*Task directions:*
What is needed is a copy of each line in the listing below that contains "CallLog".

*Input records:*
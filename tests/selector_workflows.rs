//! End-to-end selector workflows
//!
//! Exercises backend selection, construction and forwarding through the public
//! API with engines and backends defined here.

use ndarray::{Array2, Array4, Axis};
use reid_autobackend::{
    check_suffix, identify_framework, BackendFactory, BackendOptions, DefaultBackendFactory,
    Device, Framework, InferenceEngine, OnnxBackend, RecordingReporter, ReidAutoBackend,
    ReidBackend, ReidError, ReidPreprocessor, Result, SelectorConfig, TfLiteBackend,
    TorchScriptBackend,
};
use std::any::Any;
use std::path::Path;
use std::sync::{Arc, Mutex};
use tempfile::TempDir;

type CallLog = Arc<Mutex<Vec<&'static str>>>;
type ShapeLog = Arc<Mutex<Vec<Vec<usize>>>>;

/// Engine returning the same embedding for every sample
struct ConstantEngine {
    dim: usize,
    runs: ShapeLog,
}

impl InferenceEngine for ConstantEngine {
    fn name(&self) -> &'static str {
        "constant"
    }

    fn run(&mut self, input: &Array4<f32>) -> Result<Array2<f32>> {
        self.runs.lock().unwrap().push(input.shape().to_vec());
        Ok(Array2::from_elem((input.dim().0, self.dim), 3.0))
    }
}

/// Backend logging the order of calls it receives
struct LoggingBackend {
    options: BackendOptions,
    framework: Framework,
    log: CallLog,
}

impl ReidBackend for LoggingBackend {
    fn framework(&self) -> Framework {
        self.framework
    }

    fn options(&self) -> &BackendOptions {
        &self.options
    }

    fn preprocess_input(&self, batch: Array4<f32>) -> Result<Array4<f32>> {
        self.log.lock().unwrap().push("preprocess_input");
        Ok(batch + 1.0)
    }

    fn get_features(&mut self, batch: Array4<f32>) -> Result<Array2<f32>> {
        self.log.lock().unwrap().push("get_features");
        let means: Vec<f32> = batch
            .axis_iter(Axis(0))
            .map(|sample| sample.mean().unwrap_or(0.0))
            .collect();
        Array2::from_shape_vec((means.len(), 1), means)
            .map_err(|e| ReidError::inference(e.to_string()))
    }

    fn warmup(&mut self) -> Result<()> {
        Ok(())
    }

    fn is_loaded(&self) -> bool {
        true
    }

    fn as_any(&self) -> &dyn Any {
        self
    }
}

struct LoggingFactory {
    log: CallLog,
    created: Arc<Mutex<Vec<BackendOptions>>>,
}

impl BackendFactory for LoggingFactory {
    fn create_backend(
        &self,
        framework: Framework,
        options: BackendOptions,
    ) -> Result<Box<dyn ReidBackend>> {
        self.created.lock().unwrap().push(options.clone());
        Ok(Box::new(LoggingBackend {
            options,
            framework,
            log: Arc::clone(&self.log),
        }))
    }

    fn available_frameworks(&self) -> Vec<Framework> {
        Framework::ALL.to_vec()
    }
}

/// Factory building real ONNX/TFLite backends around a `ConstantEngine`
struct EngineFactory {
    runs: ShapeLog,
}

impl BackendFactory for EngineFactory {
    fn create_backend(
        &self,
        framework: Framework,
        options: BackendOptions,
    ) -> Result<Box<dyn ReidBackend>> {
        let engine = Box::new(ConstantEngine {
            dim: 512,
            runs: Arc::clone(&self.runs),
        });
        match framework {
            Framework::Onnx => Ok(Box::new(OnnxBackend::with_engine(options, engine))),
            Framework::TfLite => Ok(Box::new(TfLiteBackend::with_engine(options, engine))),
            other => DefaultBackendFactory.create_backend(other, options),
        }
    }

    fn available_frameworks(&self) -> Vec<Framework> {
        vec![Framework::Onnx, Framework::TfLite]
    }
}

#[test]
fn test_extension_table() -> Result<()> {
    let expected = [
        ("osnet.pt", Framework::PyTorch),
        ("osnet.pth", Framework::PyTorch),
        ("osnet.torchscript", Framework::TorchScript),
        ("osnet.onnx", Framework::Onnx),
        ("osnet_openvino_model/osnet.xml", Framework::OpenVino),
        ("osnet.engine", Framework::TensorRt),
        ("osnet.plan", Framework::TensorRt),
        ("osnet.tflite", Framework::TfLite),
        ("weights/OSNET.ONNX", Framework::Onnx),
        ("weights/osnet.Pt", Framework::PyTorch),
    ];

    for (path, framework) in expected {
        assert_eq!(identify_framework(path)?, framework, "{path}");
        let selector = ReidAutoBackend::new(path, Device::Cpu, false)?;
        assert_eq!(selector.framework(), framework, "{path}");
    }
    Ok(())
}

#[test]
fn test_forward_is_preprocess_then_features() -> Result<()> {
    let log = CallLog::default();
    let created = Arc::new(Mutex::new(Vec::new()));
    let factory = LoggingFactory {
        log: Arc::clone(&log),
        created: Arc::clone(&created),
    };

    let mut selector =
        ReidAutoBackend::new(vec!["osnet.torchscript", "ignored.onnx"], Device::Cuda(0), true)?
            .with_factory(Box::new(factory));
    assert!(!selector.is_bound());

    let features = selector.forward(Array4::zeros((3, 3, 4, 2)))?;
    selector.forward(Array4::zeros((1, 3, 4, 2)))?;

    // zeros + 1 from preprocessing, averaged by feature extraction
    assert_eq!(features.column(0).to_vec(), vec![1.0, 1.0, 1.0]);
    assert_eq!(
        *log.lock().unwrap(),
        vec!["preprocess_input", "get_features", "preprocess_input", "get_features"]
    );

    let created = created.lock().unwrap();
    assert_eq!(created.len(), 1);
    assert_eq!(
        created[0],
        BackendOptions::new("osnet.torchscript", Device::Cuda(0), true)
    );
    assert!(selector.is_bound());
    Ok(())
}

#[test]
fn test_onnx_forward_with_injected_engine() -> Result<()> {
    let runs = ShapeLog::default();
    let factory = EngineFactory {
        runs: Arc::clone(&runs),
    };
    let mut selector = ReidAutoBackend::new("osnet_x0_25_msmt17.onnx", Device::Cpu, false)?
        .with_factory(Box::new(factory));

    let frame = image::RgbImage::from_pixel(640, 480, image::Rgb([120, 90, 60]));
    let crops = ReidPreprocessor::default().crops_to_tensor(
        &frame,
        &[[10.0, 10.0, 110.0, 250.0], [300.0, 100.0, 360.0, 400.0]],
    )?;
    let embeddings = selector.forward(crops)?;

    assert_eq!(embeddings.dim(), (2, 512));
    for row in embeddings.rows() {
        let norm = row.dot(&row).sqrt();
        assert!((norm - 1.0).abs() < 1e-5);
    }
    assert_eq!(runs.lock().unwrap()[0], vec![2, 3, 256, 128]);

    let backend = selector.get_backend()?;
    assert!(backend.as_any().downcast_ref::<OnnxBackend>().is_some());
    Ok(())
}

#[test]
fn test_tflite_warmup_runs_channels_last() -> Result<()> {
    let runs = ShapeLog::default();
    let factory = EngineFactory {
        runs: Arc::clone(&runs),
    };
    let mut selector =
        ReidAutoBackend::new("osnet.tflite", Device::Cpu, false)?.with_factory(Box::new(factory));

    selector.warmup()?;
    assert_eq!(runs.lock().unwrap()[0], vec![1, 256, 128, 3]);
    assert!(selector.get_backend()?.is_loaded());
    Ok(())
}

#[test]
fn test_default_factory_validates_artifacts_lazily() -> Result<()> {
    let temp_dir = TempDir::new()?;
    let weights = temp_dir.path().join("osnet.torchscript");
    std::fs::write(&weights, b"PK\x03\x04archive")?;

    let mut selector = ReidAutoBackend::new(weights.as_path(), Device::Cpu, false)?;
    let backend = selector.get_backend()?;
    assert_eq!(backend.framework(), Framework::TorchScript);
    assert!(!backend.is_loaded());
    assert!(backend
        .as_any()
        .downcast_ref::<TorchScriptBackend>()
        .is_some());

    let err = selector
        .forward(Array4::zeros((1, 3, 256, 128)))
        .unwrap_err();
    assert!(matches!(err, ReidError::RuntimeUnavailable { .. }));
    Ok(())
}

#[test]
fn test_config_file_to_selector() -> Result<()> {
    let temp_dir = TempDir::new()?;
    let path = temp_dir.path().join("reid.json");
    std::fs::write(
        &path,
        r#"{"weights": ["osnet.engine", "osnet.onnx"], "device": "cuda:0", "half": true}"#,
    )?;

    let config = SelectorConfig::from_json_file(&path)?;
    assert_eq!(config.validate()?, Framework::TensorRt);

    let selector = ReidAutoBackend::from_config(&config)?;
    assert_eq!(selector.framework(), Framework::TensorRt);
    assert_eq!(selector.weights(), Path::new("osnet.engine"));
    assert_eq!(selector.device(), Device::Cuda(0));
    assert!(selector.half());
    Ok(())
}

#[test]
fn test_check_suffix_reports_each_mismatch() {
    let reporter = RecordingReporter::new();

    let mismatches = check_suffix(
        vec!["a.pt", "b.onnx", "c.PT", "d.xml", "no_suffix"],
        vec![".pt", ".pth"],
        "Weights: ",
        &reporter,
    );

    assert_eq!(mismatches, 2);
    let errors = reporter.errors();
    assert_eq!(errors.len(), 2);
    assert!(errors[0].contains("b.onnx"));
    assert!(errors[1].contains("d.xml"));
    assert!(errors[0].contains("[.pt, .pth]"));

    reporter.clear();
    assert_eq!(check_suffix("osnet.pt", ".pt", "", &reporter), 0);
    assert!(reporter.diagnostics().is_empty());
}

*Answer space:*
type CallLog = Arc<Mutex<Vec<&'static str>>>;
    log: CallLog,
    log: CallLog,
    let log = CallLog::default();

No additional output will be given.